Check the lines of the listing below for the word "degraded", and state only how many have it.

- - -

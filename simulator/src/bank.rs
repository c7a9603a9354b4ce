//! Simulated bank: an in-memory ledger with seeded customers.

use std::sync::Arc;
use std::time::Duration;

use rust_decimal::Decimal;
use tracing::info;

use bankcore_common::{AccountId, ExternalRef, UserId};
use bankcore_engine::{
    EngineConfig, EngineMetrics, FundingPolicy, TransferEngine, TransferPolicy,
    TransferRequestWorkflow,
};
use bankcore_ledger::{LedgerSnapshot, MemoryStore, NewAccount};
use bankcore_risk::{RiskGate, RiskScorer};

/// A seeded customer.
#[derive(Debug, Clone)]
pub struct Customer {
    pub user: UserId,
    pub accounts: Vec<AccountId>,
    pub refs: Vec<ExternalRef>,
}

/// A simulated bank for testing.
pub struct SimulatedBank {
    pub store: MemoryStore,
    pub engine: Arc<TransferEngine>,
    pub workflow: Arc<TransferRequestWorkflow>,
    pub customers: Vec<Customer>,
    /// Sum of all opening deposits.
    pub deposited: Decimal,
}

impl SimulatedBank {
    /// Build a bank over `scorer` with an empty ledger.
    pub fn new(scorer: Arc<dyn RiskScorer>, config: &EngineConfig, lock_timeout: Duration) -> Self {
        let store = MemoryStore::with_lock_timeout(lock_timeout);
        let engine = Arc::new(TransferEngine::new(
            Arc::new(store.clone()),
            Arc::new(store.clone()),
            RiskGate::new(scorer, config.risk.gate_config()),
            TransferPolicy::from(config),
            Arc::new(EngineMetrics::new()),
        ));
        let workflow = Arc::new(TransferRequestWorkflow::new(
            engine.clone(),
            FundingPolicy::FirstSufficient,
        ));

        Self {
            store,
            engine,
            workflow,
            customers: Vec::new(),
            deposited: Decimal::ZERO,
        }
    }

    /// Open `accounts_per_user` accounts per user and fund each through a
    /// deposit of `opening_balance`.
    pub async fn seed(
        &mut self,
        users: usize,
        accounts_per_user: usize,
        opening_balance: Decimal,
    ) -> anyhow::Result<()> {
        for u in 0..users {
            let user = UserId::new(u as i64 + 1);
            let mut customer = Customer {
                user,
                accounts: Vec::with_capacity(accounts_per_user),
                refs: Vec::with_capacity(accounts_per_user),
            };

            for a in 0..accounts_per_user {
                let reference = format!("SIM-{:04}-{}", u + 1, a + 1);
                let account = self.store.open_account(NewAccount::new(user, reference))?;
                self.engine
                    .deposit(account.id, opening_balance, Some("Opening balance".to_string()))
                    .await?;
                self.deposited += opening_balance;
                customer.accounts.push(account.id);
                customer.refs.push(account.external_ref);
            }

            self.customers.push(customer);
        }

        info!(
            users,
            accounts = users * accounts_per_user,
            deposited = %self.deposited,
            "Bank seeded"
        );
        Ok(())
    }

    pub fn deposit_count(&self) -> usize {
        self.customers.iter().map(|c| c.accounts.len()).sum()
    }

    pub fn snapshot(&self) -> LedgerSnapshot {
        self.store.snapshot()
    }
}
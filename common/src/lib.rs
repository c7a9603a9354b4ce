//! Bankcore Common Types
//!
//! This crate contains shared types used across bankcore, including
//! identifiers, monetary amounts, transfer request and alert states, risk
//! verdicts and the error taxonomy.

pub mod identifiers;
pub mod monetary;
pub mod request;
pub mod alert;
pub mod risk;
pub mod error;
pub mod time;

pub use identifiers::*;
pub use monetary::*;
pub use request::*;
pub use alert::*;
pub use risk::*;
pub use error::*;
pub use time::*;
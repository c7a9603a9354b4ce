//! Bankcore Engine
//!
//! The engine is the single writer of account balances. It runs every
//! transfer as one atomic ledger unit, consults the risk gate before any
//! mutation and drives the pull-payment request workflow on top of the same
//! primitive.

pub mod config;
pub mod engine;
pub mod metrics;
pub mod requests;

pub use config::{EngineConfig, HistoryConfig, RiskConfig};
pub use engine::{Destination, PreCheck, TransferEngine, TransferOrder, TransferPolicy, TransferReceipt};
pub use metrics::{EngineMetrics, MetricsSnapshot};
pub use requests::{AcceptOutcome, FundingPolicy, NewRequestOrder, TransferRequestWorkflow};
//! Fraud alert records.

use crate::{AlertId, BankError, CandidateTransaction, Result, UserId};
use chrono::{DateTime, Utc};
use serde::{Deserialize, Serialize};
use std::fmt;
use std::str::FromStr;

/// Alert status.
#[derive(Debug, Clone, Copy, PartialEq, Eq, Hash, Serialize, Deserialize)]
#[serde(rename_all = "lowercase")]
pub enum AlertStatus {
    /// Advisory flag raised by a pre-check; nothing was blocked.
    Pending,
    /// A transfer was vetoed.
    Blocked,
    /// Reviewed and closed.
    Resolved,
}

impl AlertStatus {
    /// Storage representation.
    pub fn as_str(&self) -> &'static str {
        match self {
            AlertStatus::Pending => "pending",
            AlertStatus::Blocked => "blocked",
            AlertStatus::Resolved => "resolved",
        }
    }
}

impl fmt::Display for AlertStatus {
    fn fmt(&self, f: &mut fmt::Formatter<'_>) -> fmt::Result {
        f.write_str(self.as_str())
    }
}

impl FromStr for AlertStatus {
    type Err = BankError;

    fn from_str(s: &str) -> Result<Self> {
        match s {
            "pending" => Ok(AlertStatus::Pending),
            "blocked" => Ok(AlertStatus::Blocked),
            "resolved" => Ok(AlertStatus::Resolved),
            other => Err(BankError::Internal(format!(
                "Unknown alert status '{}'",
                other
            ))),
        }
    }
}

/// A persisted fraud alert.
#[derive(Debug, Clone, PartialEq, Serialize, Deserialize)]
pub struct FraudAlert {
    pub id: AlertId,
    pub user_id: UserId,
    /// Snapshot of the transfer that triggered the alert.
    pub transaction: CandidateTransaction,
    pub risk_score: f64,
    pub reason: String,
    pub status: AlertStatus,
    pub created_at: DateTime<Utc>,
    pub resolved_at: Option<DateTime<Utc>>,
}

/// Alert fields before persistence.
#[derive(Debug, Clone, PartialEq)]
pub struct NewFraudAlert {
    pub user_id: UserId,
    pub transaction: CandidateTransaction,
    pub risk_score: f64,
    pub reason: String,
    pub status: AlertStatus,
}

impl NewFraudAlert {
    /// Materialise with the given id.
    pub fn into_alert(self, id: AlertId, created_at: DateTime<Utc>) -> FraudAlert {
        FraudAlert {
            id,
            user_id: self.user_id,
            transaction: self.transaction,
            risk_score: self.risk_score,
            reason: self.reason,
            status: self.status,
            created_at,
            resolved_at: None,
        }
    }
}
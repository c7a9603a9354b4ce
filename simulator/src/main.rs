//! Bankcore Simulator
//!
//! Drives concurrent transfers and transfer requests against an in-memory
//! ledger with an unreliable risk service, then checks the ledger invariants.

use clap::Parser;
use rust_decimal::Decimal;
use tracing::info;
use tracing_subscriber::{layer::SubscriberExt, util::SubscriberInitExt};

mod bank;
mod controller;
mod metrics;
mod scenario;
mod scorer;

use controller::SimulationController;
use scenario::Scenario;

/// Bankcore Simulator CLI
#[derive(Parser, Debug)]
#[command(name = "simulator")]
#[command(about = "Bankcore concurrency and degraded-risk simulation")]
struct Args {
    /// Number of simulated customers
    #[arg(short, long, default_value = "10")]
    users: usize,

    /// Total operations to run
    #[arg(short, long, default_value = "1000")]
    operations: usize,

    /// Concurrent workers
    #[arg(short, long, default_value = "8")]
    concurrency: usize,

    /// Scenario to run: steady, contention or degraded-risk
    #[arg(short, long, default_value = "steady")]
    scenario: String,

    /// Opening balance of every account
    #[arg(long, default_value = "1000")]
    opening_balance: Decimal,

    /// Random seed for reproducibility
    #[arg(long)]
    seed: Option<u64>,

    /// Print engine metrics in Prometheus text format instead of JSON
    #[arg(long)]
    prometheus: bool,
}

#[tokio::main]
async fn main() -> anyhow::Result<()> {
    // Initialize logging
    tracing_subscriber::registry()
        .with(tracing_subscriber::EnvFilter::new(
            std::env::var("RUST_LOG").unwrap_or_else(|_| "info".into()),
        ))
        .with(tracing_subscriber::fmt::layer())
        .init();

    let args = Args::parse();
    let scenario = Scenario::load(&args.scenario)?;

    info!("Starting Bankcore Simulator");
    info!("Users: {}", args.users);
    info!("Operations: {} on {} workers", args.operations, args.concurrency);

    let mut controller = SimulationController::new(
        args.users,
        args.operations,
        args.concurrency,
        args.seed,
        scenario,
    );
    controller.initialize(args.opening_balance).await?;
    controller.run().await?;

    let verification = controller.verify().await?;
    let metrics = controller.get_metrics().await;

    info!("Simulation complete, ledger invariants hold");
    info!("Total operations: {}", metrics.total_operations);
    info!("Transfers committed: {}", metrics.transfers_committed);
    info!(
        "Requests created/accepted/rejected: {}/{}/{}",
        metrics.requests_created, metrics.requests_accepted, metrics.requests_rejected
    );
    info!(
        "Refused: {} insufficient funds, {} blocked, {} other",
        metrics.insufficient_funds, metrics.blocked, metrics.errors
    );
    info!("Success rate: {:.1}%", metrics.success_rate() * 100.0);
    info!(
        "Latency: avg {}ms, p99 {}ms",
        metrics.average_latency_ms(),
        metrics.p99_latency_ms()
    );
    info!(
        "Ledger: {} rows, {} held of {} deposited",
        verification.ledger_rows, verification.total_balance, verification.deposited
    );
    info!(
        "Locks: {} acquired, {} contended, {} timed out",
        verification.locks.acquired, verification.locks.contended, verification.locks.timed_out
    );

    if args.prometheus {
        print!("{}", verification.prometheus);
    } else {
        println!("{}", serde_json::to_string_pretty(&verification.engine)?);
    }

    Ok(())
}
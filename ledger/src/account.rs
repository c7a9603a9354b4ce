//! Account definitions for the ledger.

use bankcore_common::{AccountId, Amount, BankError, Currency, ExternalRef, Result, UserId};
use chrono::{DateTime, Utc};
use rust_decimal::Decimal;
use serde::{Deserialize, Serialize};

/// A customer account.
#[derive(Debug, Clone, PartialEq, Serialize, Deserialize)]
pub struct Account {
    /// Unique account identifier.
    pub id: AccountId,
    /// Owning user.
    pub owner_id: UserId,
    /// Current balance. Never negative.
    pub balance: Decimal,
    /// Account currency.
    pub currency: Currency,
    /// Routing reference other users address transfers to.
    pub external_ref: ExternalRef,
    /// When the account was created.
    pub created_at: DateTime<Utc>,
    /// When the balance last changed.
    pub updated_at: DateTime<Utc>,
}

impl Account {
    /// Check whether `user` owns this account.
    pub fn is_owned_by(&self, user: UserId) -> bool {
        self.owner_id == user
    }

    /// Fail with `Forbidden` unless `user` owns this account.
    pub fn ensure_owned_by(&self, user: UserId, action: &str) -> Result<()> {
        if self.is_owned_by(user) {
            Ok(())
        } else {
            Err(BankError::forbidden(
                user,
                format!("{} account {}", action, self.id),
            ))
        }
    }

    /// Check if the balance covers `amount`.
    pub fn has_sufficient_funds(&self, amount: Amount) -> bool {
        self.balance >= amount.value()
    }

    /// Fail with `InsufficientFunds` unless the balance covers `amount`.
    pub fn ensure_funds(&self, amount: Amount) -> Result<()> {
        if self.has_sufficient_funds(amount) {
            Ok(())
        } else {
            Err(BankError::InsufficientFunds {
                required: amount.to_string(),
                available: self.balance.to_string(),
            })
        }
    }
}

/// Fields for seeding an account directly through a backend.
#[derive(Debug, Clone, PartialEq)]
pub struct NewAccount {
    pub owner_id: UserId,
    pub currency: Currency,
    pub external_ref: ExternalRef,
}

impl NewAccount {
    pub fn new(owner_id: UserId, external_ref: impl Into<ExternalRef>) -> Self {
        Self {
            owner_id,
            currency: Currency::default(),
            external_ref: external_ref.into(),
        }
    }

    pub fn with_currency(mut self, currency: Currency) -> Self {
        self.currency = currency;
        self
    }

    pub(crate) fn validate(&self) -> Result<()> {
        if !self.external_ref.is_valid() {
            return Err(BankError::Validation {
                message: format!("Invalid external reference '{}'", self.external_ref),
                field: Some("external_ref".to_string()),
            });
        }
        Ok(())
    }
}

- - -

#### [Exercise answer]
2